■ **Exercise details**
Every line with the string "MoralisError" must be copied from the entries below.
----
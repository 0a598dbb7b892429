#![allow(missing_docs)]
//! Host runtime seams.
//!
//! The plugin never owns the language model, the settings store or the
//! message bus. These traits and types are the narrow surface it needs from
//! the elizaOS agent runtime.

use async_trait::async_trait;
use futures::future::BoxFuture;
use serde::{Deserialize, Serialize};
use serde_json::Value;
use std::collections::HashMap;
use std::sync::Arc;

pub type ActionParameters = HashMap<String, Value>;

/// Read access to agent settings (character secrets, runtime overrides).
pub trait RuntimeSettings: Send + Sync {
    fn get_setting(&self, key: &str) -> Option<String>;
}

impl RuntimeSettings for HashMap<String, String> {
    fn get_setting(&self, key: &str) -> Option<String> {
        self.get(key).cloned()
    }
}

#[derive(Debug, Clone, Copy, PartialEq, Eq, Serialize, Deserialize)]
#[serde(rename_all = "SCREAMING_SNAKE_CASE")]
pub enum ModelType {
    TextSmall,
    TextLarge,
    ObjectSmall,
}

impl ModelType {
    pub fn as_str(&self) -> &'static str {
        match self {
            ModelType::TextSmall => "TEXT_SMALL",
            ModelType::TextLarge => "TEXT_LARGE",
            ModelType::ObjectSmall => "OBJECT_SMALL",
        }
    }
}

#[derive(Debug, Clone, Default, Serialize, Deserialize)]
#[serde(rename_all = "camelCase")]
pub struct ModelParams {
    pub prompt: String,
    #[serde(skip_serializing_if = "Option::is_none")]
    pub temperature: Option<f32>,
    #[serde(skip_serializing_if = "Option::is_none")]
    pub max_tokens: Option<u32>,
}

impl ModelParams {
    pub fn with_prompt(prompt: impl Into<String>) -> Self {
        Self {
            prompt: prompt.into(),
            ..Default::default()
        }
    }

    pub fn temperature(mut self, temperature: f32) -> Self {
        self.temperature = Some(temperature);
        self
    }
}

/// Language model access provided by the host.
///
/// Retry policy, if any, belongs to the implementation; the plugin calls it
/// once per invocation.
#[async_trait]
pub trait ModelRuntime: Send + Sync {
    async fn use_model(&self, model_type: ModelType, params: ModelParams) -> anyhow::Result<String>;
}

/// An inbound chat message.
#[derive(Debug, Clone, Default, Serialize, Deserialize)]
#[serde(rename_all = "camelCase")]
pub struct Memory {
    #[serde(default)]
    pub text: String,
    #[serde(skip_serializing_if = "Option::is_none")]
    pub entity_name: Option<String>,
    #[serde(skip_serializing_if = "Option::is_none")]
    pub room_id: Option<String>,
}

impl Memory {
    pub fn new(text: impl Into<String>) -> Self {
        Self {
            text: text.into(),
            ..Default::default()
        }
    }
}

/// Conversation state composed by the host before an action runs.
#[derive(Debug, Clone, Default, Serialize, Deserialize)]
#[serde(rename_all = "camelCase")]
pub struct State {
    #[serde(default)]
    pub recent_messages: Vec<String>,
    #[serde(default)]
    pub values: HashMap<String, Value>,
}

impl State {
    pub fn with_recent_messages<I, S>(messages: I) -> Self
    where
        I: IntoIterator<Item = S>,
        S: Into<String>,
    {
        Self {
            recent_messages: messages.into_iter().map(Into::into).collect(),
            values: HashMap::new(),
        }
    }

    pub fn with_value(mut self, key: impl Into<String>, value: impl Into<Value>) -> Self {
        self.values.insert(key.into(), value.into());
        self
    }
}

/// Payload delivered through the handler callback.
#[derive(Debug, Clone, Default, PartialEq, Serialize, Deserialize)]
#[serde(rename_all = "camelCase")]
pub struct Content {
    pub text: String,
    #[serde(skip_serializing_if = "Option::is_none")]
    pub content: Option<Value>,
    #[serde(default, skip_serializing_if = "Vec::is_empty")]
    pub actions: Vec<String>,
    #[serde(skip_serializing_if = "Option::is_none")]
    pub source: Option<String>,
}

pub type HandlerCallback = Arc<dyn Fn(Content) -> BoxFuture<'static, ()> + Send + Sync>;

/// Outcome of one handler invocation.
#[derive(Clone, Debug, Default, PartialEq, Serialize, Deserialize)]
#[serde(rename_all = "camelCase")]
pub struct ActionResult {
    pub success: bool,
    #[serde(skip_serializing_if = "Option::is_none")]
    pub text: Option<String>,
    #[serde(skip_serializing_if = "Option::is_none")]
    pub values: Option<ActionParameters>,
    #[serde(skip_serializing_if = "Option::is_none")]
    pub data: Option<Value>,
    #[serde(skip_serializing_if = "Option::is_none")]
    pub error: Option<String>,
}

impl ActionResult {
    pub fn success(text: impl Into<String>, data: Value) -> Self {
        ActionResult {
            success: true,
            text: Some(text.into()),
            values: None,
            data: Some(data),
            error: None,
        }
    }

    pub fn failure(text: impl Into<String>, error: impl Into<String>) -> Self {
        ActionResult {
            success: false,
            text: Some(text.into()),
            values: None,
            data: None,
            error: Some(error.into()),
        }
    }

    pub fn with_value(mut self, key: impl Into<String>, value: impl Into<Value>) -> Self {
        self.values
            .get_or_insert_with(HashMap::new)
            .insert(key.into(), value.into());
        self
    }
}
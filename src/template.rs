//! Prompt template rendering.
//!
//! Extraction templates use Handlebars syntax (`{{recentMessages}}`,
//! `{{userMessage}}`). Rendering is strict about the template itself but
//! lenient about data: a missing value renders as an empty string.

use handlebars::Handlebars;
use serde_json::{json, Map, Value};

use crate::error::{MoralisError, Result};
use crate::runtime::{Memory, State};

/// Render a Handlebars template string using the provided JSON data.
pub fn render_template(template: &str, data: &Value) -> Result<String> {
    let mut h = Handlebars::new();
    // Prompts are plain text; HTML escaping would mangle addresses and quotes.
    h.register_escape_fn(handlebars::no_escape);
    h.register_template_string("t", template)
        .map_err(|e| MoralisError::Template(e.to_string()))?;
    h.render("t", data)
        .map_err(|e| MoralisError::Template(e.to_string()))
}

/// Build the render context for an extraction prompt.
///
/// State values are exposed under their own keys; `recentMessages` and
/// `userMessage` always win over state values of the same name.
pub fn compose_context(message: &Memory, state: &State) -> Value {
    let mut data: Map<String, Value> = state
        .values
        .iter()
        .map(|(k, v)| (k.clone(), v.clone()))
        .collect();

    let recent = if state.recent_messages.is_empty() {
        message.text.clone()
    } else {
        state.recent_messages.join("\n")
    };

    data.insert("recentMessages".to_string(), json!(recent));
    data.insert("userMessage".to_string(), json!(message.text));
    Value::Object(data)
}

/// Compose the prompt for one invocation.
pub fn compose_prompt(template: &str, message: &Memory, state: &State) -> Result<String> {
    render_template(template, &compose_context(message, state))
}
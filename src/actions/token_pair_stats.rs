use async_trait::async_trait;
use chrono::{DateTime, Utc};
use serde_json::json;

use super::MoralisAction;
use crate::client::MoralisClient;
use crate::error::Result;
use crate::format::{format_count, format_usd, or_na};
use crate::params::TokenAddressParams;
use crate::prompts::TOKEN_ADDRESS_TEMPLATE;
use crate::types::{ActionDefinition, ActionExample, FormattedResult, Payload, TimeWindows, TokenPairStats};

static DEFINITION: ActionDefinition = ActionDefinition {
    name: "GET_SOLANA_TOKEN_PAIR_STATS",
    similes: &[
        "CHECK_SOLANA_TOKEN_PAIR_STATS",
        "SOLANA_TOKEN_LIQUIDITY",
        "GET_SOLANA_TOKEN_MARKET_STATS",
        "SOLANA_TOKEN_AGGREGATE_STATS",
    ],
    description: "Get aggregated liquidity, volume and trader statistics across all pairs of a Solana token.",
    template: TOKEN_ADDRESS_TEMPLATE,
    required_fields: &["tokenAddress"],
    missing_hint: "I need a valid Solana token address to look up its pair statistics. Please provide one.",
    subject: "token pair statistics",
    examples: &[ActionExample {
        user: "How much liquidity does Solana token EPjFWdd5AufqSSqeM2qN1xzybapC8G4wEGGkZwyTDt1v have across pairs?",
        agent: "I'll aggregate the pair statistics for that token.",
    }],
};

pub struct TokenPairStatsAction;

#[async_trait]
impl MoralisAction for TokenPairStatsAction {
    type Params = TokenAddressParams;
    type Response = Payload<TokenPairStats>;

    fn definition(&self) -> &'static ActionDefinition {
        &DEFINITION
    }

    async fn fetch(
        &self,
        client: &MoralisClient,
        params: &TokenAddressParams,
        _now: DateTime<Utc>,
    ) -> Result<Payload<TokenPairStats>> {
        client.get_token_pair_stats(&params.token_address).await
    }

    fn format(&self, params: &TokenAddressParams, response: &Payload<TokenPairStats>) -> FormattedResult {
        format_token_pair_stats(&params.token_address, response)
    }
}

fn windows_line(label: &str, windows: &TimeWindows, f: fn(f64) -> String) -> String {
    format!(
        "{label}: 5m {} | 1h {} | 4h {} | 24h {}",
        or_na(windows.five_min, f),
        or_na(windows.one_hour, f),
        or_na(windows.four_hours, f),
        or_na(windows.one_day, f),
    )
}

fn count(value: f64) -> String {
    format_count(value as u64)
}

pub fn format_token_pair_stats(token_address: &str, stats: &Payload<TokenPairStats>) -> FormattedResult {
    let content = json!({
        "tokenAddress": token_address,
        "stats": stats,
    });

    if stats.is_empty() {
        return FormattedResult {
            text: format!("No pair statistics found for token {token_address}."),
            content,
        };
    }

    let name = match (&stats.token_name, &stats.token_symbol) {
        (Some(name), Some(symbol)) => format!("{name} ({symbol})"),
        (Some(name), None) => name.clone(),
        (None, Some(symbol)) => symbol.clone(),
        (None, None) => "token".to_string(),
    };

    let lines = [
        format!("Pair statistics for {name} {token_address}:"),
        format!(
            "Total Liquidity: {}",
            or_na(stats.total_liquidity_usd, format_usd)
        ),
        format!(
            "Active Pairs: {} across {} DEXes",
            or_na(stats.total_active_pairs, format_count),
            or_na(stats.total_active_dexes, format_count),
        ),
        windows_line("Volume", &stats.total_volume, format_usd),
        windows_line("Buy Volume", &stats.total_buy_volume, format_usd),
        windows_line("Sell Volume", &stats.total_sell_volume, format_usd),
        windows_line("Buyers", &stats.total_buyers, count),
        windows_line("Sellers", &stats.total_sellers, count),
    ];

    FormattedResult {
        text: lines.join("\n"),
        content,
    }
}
----
■ **Solved exercise**
use crate::error::{MoralisError, Result};
        .map_err(|e| MoralisError::Template(e.to_string()))?;
        .map_err(|e| MoralisError::Template(e.to_string()))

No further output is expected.